Financing

Restaurant operators are confident. The consumer less so

Traffic plunged in February, according to Technomic, and consumer confidence has only worsened. But surveys suggest restaurant operators are confident in their plans to deal with tariffs.
Rich Shank
Technomic Senior Principal Rich Shank at the Restaurant Leadership Conference. | Photo by W. Scott Mitchell Photography.

Restaurant traffic plunged in February, and then consumer confidence took a hit amid news of tariffs and their potential to lead to price increases. 

Restaurant operators, however, are more confident. According to Technomic, 78% of operators said in a survey that they’ve already made changes to protect themselves from the potential of tariffs. And 74% said they were confident they could manage the situation. 

Operator sentiment, meanwhile, is “at a very healthy spot,” Technomic Senior Principal Rich Shank said at the Restaurant Leadership Conference. Both Technomic and the conference are sister companies of Restaurant Business. 

“The question I had, why are they so confident, given the uncertainty consumers are feeling in particular,” Shank said. A lot of that, he said, is because of the work operators have done to prepare for tariffs. “Another reason,” Shank added, “we’ve been here before.
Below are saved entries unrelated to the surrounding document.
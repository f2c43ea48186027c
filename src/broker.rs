//! Wallet-connect broker seam.
//!
//! The broker runs the QR based pairing against a connect server. The engine
//! only supplies callbacks and treats the QR payload as an opaque string.
//!
//! [`PairingUri`] is a reference helper for broker implementations, not used
//! by the engine: it builds and reads `web5://connect` pairing URIs and seals
//! the request and the PIN-bound response (see `src/examples/pairing_demo.rs`).

use async_trait::async_trait;
use base64::engine::general_purpose::URL_SAFE_NO_PAD;
use base64::Engine as _;
use futures_util::future::BoxFuture;
use serde::Serialize;
use serde_json::Value;
use url::Url;

use crate::crypto::{generate_key, SealedPayload, KEY_LEN};
use crate::error::PinError;
use crate::{DelegateDid, PermissionRequest};

pub type UriReadyCallback = Box<dyn Fn(String) + Send + Sync>;
pub type PinValidator = Box<dyn Fn() -> BoxFuture<'static, Result<String, PinError>> + Send + Sync>;

pub struct ConnectOptions {
    pub connect_server_url: String,
    pub wallet_uri: String,
    pub permission_requests: Vec<PermissionRequest>,
    /// Called once the pairing URI can be shown as a QR code
    pub on_wallet_uri_ready: UriReadyCallback,
    /// Called when the wallet shows a PIN the user must type back
    pub validate_pin: PinValidator,
}

/// What a wallet hands back after approving the request
#[derive(Clone, Debug, PartialEq)]
pub struct ConnectResult {
    pub connected_did: String,
    pub delegate_did: DelegateDid,
    pub grants: Vec<Value>,
}

#[async_trait]
pub trait WalletConnectBroker: Send + Sync {
    async fn connect(&self, options: ConnectOptions) -> anyhow::Result<ConnectResult>;
}

/// Where the sealed request lives and the key that opens it
#[derive(Clone, Debug, PartialEq, Eq)]
pub struct PairingUri {
    pub request_uri: String,
    pub encryption_key: [u8; KEY_LEN],
}

impl PairingUri {
    pub fn new(request_uri: impl Into<String>) -> Self {
        Self {
            request_uri: request_uri.into(),
            encryption_key: generate_key(),
        }
    }

    /// `<wallet_uri>?request_uri=..&encryption_key=..`
    pub fn render(&self, wallet_uri: &str) -> anyhow::Result<String> {
        let mut url = Url::parse(wallet_uri)?;
        url.query_pairs_mut()
            .append_pair("request_uri", &self.request_uri)
            .append_pair("encryption_key", &URL_SAFE_NO_PAD.encode(self.encryption_key));
        Ok(url.into())
    }

    pub fn parse(uri: &str) -> anyhow::Result<Self> {
        let url = Url::parse(uri)?;
        let mut request_uri = None;
        let mut encoded_key = None;
        for (name, value) in url.query_pairs() {
            match name.as_ref() {
                "request_uri" => request_uri = Some(value.into_owned()),
                "encryption_key" => encoded_key = Some(value.into_owned()),
                _ => {}
            }
        }
        let request_uri = request_uri.ok_or_else(|| anyhow::anyhow!("Pairing URI has no request_uri"))?;
        let encoded_key = encoded_key.ok_or_else(|| anyhow::anyhow!("Pairing URI has no encryption_key"))?;
        let encryption_key: [u8; KEY_LEN] = URL_SAFE_NO_PAD
            .decode(encoded_key)?
            .try_into()
            .map_err(|_| anyhow::anyhow!("Encryption key must be {} bytes", KEY_LEN))?;
        Ok(Self {
            request_uri,
            encryption_key,
        })
    }

    /// Seal a request for the wallet to fetch from `request_uri`
    pub fn seal_request<T: Serialize>(&self, request: &T) -> anyhow::Result<SealedPayload> {
        SealedPayload::seal(&self.encryption_key, &serde_json::to_vec(request)?, b"")
    }

    pub fn open_request(&self, sealed: &SealedPayload) -> anyhow::Result<Value> {
        Ok(serde_json::from_slice(&sealed.open(&self.encryption_key, b"")?)?)
    }

    /// Seal the wallet's answer bound to the PIN the user is shown
    pub fn seal_response<T: Serialize>(&self, pin: &str, response: &T) -> anyhow::Result<SealedPayload> {
        SealedPayload::seal(&self.encryption_key, &serde_json::to_vec(response)?, pin.as_bytes())
    }

    /// Open the wallet's answer; a wrong PIN fails authentication
    pub fn open_response(&self, pin: &str, sealed: &SealedPayload) -> anyhow::Result<Value> {
        Ok(serde_json::from_slice(&sealed.open(&self.encryption_key, pin.as_bytes())?)?)
    }
}
use std::sync::Mutex;

use async_trait::async_trait;
use dweb_connect::reconcile::{ConfiguredProtocol, InstalledProtocol, ProtocolStore};
use dweb_connect::*;
use tracing_subscriber::EnvFilter;

/// A local DWN that keeps configured protocols in memory
#[derive(Default)]
struct MemoryStore {
    installed: Mutex<Vec<InstalledProtocol>>,
}

struct Pushed {
    protocol: String,
}

#[async_trait]
impl ConfiguredProtocol for Pushed {
    async fn send(&self, target_did: &str) -> anyhow::Result<()> {
        println!("   ↗ {} → {}", self.protocol, target_did);
        Ok(())
    }
}

#[async_trait]
impl ProtocolStore for MemoryStore {
    async fn query_protocols(&self) -> anyhow::Result<Vec<InstalledProtocol>> {
        Ok(self.installed.lock().unwrap().clone())
    }

    async fn configure_protocol(
        &self,
        definition: &ProtocolDefinition,
    ) -> anyhow::Result<Box<dyn ConfiguredProtocol>> {
        let mut installed = self.installed.lock().unwrap();
        installed.retain(|p| p.protocol_uri() != Some(definition.protocol.as_str()));
        installed.push(InstalledProtocol {
            definition: definition.to_value(),
        });
        Ok(Box::new(Pushed {
            protocol: definition.protocol.clone(),
        }))
    }
}

#[tokio::main(flavor = "current_thread")]
async fn main() -> anyhow::Result<()> {
    tracing_subscriber::fmt()
        .with_env_filter(EnvFilter::from_default_env())
        .init();

    println!("🔁 dweb-connect - protocol reconcile");

    let store = MemoryStore::default();
    let registry = ProtocolRegistry::builtin();
    let did = "did:dht:demo";

    println!("\n1️⃣  First run against an empty store...");
    let report = Reconciler::new(registry).run(&store, did).await?;
    println!(
        "✅ installed {}, updated {}, unchanged {}",
        report.installed.len(),
        report.updated.len(),
        report.unchanged.len()
    );

    println!("\n2️⃣  Second run should change nothing...");
    let report = Reconciler::new(registry).run(&store, did).await?;
    println!("✅ configured {}, unchanged {}", report.configured(), report.unchanged.len());

    for entry in registry.all() {
        println!(
            "   {} fingerprint {:#018x}",
            entry.uri,
            definition_fingerprint(&entry.definition.to_value())
        );
    }

    Ok(())
}
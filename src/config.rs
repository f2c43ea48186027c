use std::time::Duration;

use serde::Deserialize;
use url::Url;

use crate::error::ConfigError;
use crate::transport::normalize_origin;

/// Settings for the connect flow. Every field has a default.
#[derive(Clone, Debug, PartialEq, Eq, Deserialize)]
#[serde(default, deny_unknown_fields)]
pub struct ConnectConfig {
    pub connect_server_url: String,
    pub wallet_uri: String,
    /// Origin of this app, passed to wallets so they can answer
    pub local_origin: String,
    pub dweb_gateway: String,
    pub popup_width: u32,
    pub popup_height: u32,
    pub popup_poll_interval_ms: u64,
    pub error_close_grace_ms: u64,
    pub done_close_delay_ms: u64,
    pub network_timeout_ms: u64,
    pub pin_timeout_ms: u64,
    pub session_timeout_ms: u64,
}

impl Default for ConnectConfig {
    fn default() -> Self {
        Self {
            connect_server_url: "https://dwn.tbddev.org/latest/connect".to_string(),
            wallet_uri: "web5://connect".to_string(),
            local_origin: "http://localhost".to_string(),
            dweb_gateway: "https://dweb".to_string(),
            popup_width: 500,
            popup_height: 600,
            popup_poll_interval_ms: 500,
            error_close_grace_ms: 500,
            done_close_delay_ms: 500,
            network_timeout_ms: 30_000,
            pin_timeout_ms: 120_000,
            session_timeout_ms: 300_000,
        }
    }
}

impl ConnectConfig {
    pub fn from_toml_str(raw: &str) -> Result<Self, ConfigError> {
        let config: Self = toml::from_str(raw)?;
        config.validate()?;
        Ok(config)
    }

    pub fn validate(&self) -> Result<(), ConfigError> {
        for (key, value) in [
            ("connect_server_url", &self.connect_server_url),
            ("wallet_uri", &self.wallet_uri),
            ("dweb_gateway", &self.dweb_gateway),
        ] {
            Url::parse(value).map_err(|e| ConfigError::Invalid {
                key,
                reason: e.to_string(),
            })?;
        }
        if normalize_origin(&self.local_origin).is_none() {
            return Err(ConfigError::Invalid {
                key: "local_origin",
                reason: format!("{} is not a web origin", self.local_origin),
            });
        }
        for (key, value) in [
            ("popup_width", u64::from(self.popup_width)),
            ("popup_height", u64::from(self.popup_height)),
            ("popup_poll_interval_ms", self.popup_poll_interval_ms),
            ("error_close_grace_ms", self.error_close_grace_ms),
            ("done_close_delay_ms", self.done_close_delay_ms),
            ("network_timeout_ms", self.network_timeout_ms),
            ("pin_timeout_ms", self.pin_timeout_ms),
            ("session_timeout_ms", self.session_timeout_ms),
        ] {
            if value == 0 {
                return Err(ConfigError::Invalid {
                    key,
                    reason: "must be greater than zero".to_string(),
                });
            }
        }
        Ok(())
    }

    /// `local_origin` in serialized form, without path or trailing slash
    pub fn origin(&self) -> String {
        normalize_origin(&self.local_origin).unwrap_or_else(|| self.local_origin.clone())
    }

    pub fn popup_poll_interval(&self) -> Duration {
        Duration::from_millis(self.popup_poll_interval_ms)
    }

    pub fn error_close_grace(&self) -> Duration {
        Duration::from_millis(self.error_close_grace_ms)
    }

    pub fn done_close_delay(&self) -> Duration {
        Duration::from_millis(self.done_close_delay_ms)
    }

    pub fn network_timeout(&self) -> Duration {
        Duration::from_millis(self.network_timeout_ms)
    }

    pub fn pin_timeout(&self) -> Duration {
        Duration::from_millis(self.pin_timeout_ms)
    }

    pub fn session_timeout(&self) -> Duration {
        Duration::from_millis(self.session_timeout_ms)
    }
}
We’ve had a lot of economic uncertainty in our careers, and we’ve shown we can navigate through this.” 

In addition, Shank said, restaurants tend to perform better than other industries during an economic downturn. Historically, restaurants maintain growth during recessions. There’s no reason to think this won’t happen again, if the economy does head that way. 

Still, a lot of data right now is troubling, notably February traffic. Technomic said that traffic fell 4.9% in February, the worst result in a single month since the pandemic. 

Consumer confidence has fallen since then. The Conference Board in March said that its consumer confidence index fell to its lowest level since February of 2021. Another measure of consumer confidence, from the University of Michigan, plunged this month to its lowest level since the 1950s.

Restaurant menu price inflation has normalized, to 2.7% this year. But now there are signs that industry costs are increasing. The producer price index for foods was 5.9% in February, one of the highest numbers since 2022 when inflation was at its peak. 

“There’s a lot of early warning signs that we’re going to have to navigate through,” Shank said. “We’re going to really need to buckle down and be very hard on what we’re going to have to do over the next few months.” 

The traffic challenges, coupled with tariff proposals, led Technomic to lower its projection for sales in 2025 across the industry. 

Companies looking to win in a market like this need to lean into who they are and invest behind those areas. According to Technomic, restaurant chains that scored above average on surveys about innovativeness and brand identity generated 7.5% sales growth on average last year. Those who were just average on those scores averaged 1.9% growth.

Those who were below average on those metrics averaged a 3% decline.

“Now is really the time to invest in your brand,” Shank said. “What that looks like is going to be different from company to company. But it’s very important that you think about what your strategy looks like, so you can maintain momentum in choppy waters.”